Lins - O interno da Fundação Estadual do Bem-Estar do Menor (Febem), Everton Almeida Campos, 20 anos, foi morto no final da tarde de anteontem durante uma briga que envolveu sete internos, na unidade de Rio Dourado, em Lins.
Quando os funcionários da segurança entraram no pátio ele já apresentava três perfurações no tórax, provocadas por golpes de naifa, um estilete feito com pedaços de peças e utensílios do próprio prédio.
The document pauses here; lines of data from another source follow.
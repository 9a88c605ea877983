//! Shared fixtures for the bridge's tests: a local HTTP upstream that echoes requests back.

use anyhow::Context as _;
use axum::Router;
use axum::body::Bytes;
use axum::extract::State;
use axum::http::{HeaderMap, Method, StatusCode, Uri, header};
use axum::response::{IntoResponse as _, Response};
use axum::routing::any;
use parking_lot::Mutex;
use serde_json::{Value, json};
use std::collections::HashMap;
use std::sync::Arc;
use tokio::net::TcpListener;
use tokio::sync::oneshot;
use tokio::task::JoinHandle;

/// One request as seen by [`EchoUpstream`].
#[derive(Debug, Clone)]
pub struct RecordedRequest {
    pub method: String,
    /// Raw (still percent-encoded) request path.
    pub path: String,
    pub query: Option<String>,
    pub headers: HashMap<String, String>,
    pub body: String,
}

impl RecordedRequest {
    #[must_use]
    pub fn header(&self, name: &str) -> Option<&str> {
        self.headers
            .get(&name.to_ascii_lowercase())
            .map(String::as_str)
    }

    /// Body parsed as JSON, `None` when empty or not JSON.
    #[must_use]
    pub fn json_body(&self) -> Option<Value> {
        serde_json::from_str(&self.body).ok()
    }
}

#[derive(Debug, Clone)]
struct Fixture {
    status: StatusCode,
    content_type: &'static str,
    body: String,
}

#[derive(Default)]
struct Shared {
    fixtures: HashMap<String, Fixture>,
    requests: Mutex<Vec<RecordedRequest>>,
}

/// Builder for [`EchoUpstream`].
#[derive(Default)]
pub struct EchoUpstreamBuilder {
    fixtures: HashMap<String, Fixture>,
}

impl EchoUpstreamBuilder {
    /// Serve `body` as JSON with `status` for requests to exactly `path`.
    #[must_use]
    pub fn json(mut self, path: &str, status: u16, body: &Value) -> Self {
        self.fixtures.insert(
            path.to_string(),
            Fixture {
                status: StatusCode::from_u16(status).unwrap_or(StatusCode::OK),
                content_type: "application/json",
                body: body.to_string(),
            },
        );
        self
    }

    /// Serve `body` as plain text with `status` for requests to exactly `path`.
    #[must_use]
    pub fn text(mut self, path: &str, status: u16, body: &str) -> Self {
        self.fixtures.insert(
            path.to_string(),
            Fixture {
                status: StatusCode::from_u16(status).unwrap_or(StatusCode::OK),
                content_type: "text/plain; charset=utf-8",
                body: body.to_string(),
            },
        );
        self
    }

    /// Bind an ephemeral localhost port and start serving.
    ///
    /// # Errors
    ///
    /// Returns an error if the listener cannot be bound.
    pub async fn start(self) -> anyhow::Result<EchoUpstream> {
        let shared = Arc::new(Shared {
            fixtures: self.fixtures,
            requests: Mutex::new(Vec::new()),
        });

        let app = Router::new()
            .route("/", any(handle))
            .route("/{*path}", any(handle))
            .with_state(Arc::clone(&shared));

        let listener = TcpListener::bind("127.0.0.1:0")
            .await
            .context("bind echo upstream")?;
        let addr = listener.local_addr().context("echo upstream local_addr")?;

        let (shutdown_tx, shutdown_rx) = oneshot::channel::<()>();
        let server = axum::serve(listener, app).with_graceful_shutdown(async move {
            let _ = shutdown_rx.await;
        });
        let handle = tokio::spawn(async move {
            let _ = server.await;
        });

        Ok(EchoUpstream {
            base_url: format!("http://{addr}"),
            shared,
            shutdown: Some(shutdown_tx),
            handle,
        })
    }
}

/// Local HTTP server that records every request and answers with either a configured fixture
/// or a JSON echo: `{ method, path, query, headers, body }`.
///
/// Shuts down when dropped.
pub struct EchoUpstream {
    base_url: String,
    shared: Arc<Shared>,
    shutdown: Option<oneshot::Sender<()>>,
    handle: JoinHandle<()>,
}

impl EchoUpstream {
    #[must_use]
    pub fn builder() -> EchoUpstreamBuilder {
        EchoUpstreamBuilder::default()
    }

    /// Start an upstream with no fixtures (every path echoes).
    ///
    /// # Errors
    ///
    /// Returns an error if the listener cannot be bound.
    pub async fn start() -> anyhow::Result<Self> {
        Self::builder().start().await
    }

    /// `http://127.0.0.1:<port>` (no trailing slash).
    #[must_use]
    pub fn base_url(&self) -> &str {
        &self.base_url
    }

    /// Absolute URL for `path` on this upstream.
    #[must_use]
    pub fn url(&self, path: &str) -> String {
        format!("{}/{}", self.base_url, path.trim_start_matches('/'))
    }

    #[must_use]
    pub fn requests(&self) -> Vec<RecordedRequest> {
        self.shared.requests.lock().clone()
    }

    #[must_use]
    pub fn request_count(&self) -> usize {
        self.shared.requests.lock().len()
    }
}

impl Drop for EchoUpstream {
    fn drop(&mut self) {
        if let Some(tx) = self.shutdown.take() {
            let _ = tx.send(());
        }
        self.handle.abort();
    }
}

async fn handle(
    State(shared): State<Arc<Shared>>,
    method: Method,
    uri: Uri,
    headers: HeaderMap,
    body: Bytes,
) -> Response {
    let recorded = RecordedRequest {
        method: method.as_str().to_string(),
        path: uri.path().to_string(),
        query: uri.query().map(str::to_string),
        headers: headers
            .iter()
            .filter_map(|(k, v)| Some((k.as_str().to_string(), v.to_str().ok()?.to_string())))
            .collect(),
        body: String::from_utf8_lossy(&body).into_owned(),
    };
    shared.requests.lock().push(recorded.clone());

    if let Some(fixture) = shared.fixtures.get(uri.path()) {
        return (
            fixture.status,
            [(header::CONTENT_TYPE, fixture.content_type)],
            fixture.body.clone(),
        )
            .into_response();
    }

    axum::Json(json!({
        "method": recorded.method,
        "path": recorded.path,
        "query": recorded.query,
        "headers": recorded.headers,
        "body": recorded.json_body().unwrap_or(Value::String(recorded.body.clone())),
    }))
    .into_response()
}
Conduzido ao hospital da cidade, Campos morreu pouco depois das 23h. O interno Cristiano de Lima Jorge, 18 anos, recém-transferido de Marília, assumiu a responsabilidade pela agressão e foi levado para a cadeia pública de Cafelândia, distante 20 quilômetros de Lins. Ele deve responder por homicídio.
A Febem realizará sindicância para descobrir as causas do crime. A vítima tinha passagens pela instituição por dois homicídios e um roubo qualificado. De acordo com a assessoria de imprensa da Febem, Campos havia sido transferido da unidade de Iaras para Lins, depois de desentendimentos com os colegas do mesmo módulo.
Ainda segundo a assessoria, o fato da vítima estar internada na Febem mesmo sendo maior de idade tem uma explicação. Segundo informou, a pena máxima aplicada aos infratores é de três anos de internação. Nesse tempo, eles podem passar para medidas alternativas, como a semi-liberdade (quando o beneficiado sai durante o dia para estudar e trabalhar, mas retorna à noite para a Febem) e a liberdade assistida (fica livre, mas precisa passar por avaliações constantes).
Quando um menor começa a cumprir a pena com 17 anos, por exemplo, ele fica até o fim na Febem. Ou seja, não é tão incomum encontrar maiores de idade internados em uma instituição destinada a menores.
O infrator só é transferido para outro sistema prisional, como a penitenciária, quando comete algum crime já maior de idade dentro da Febem.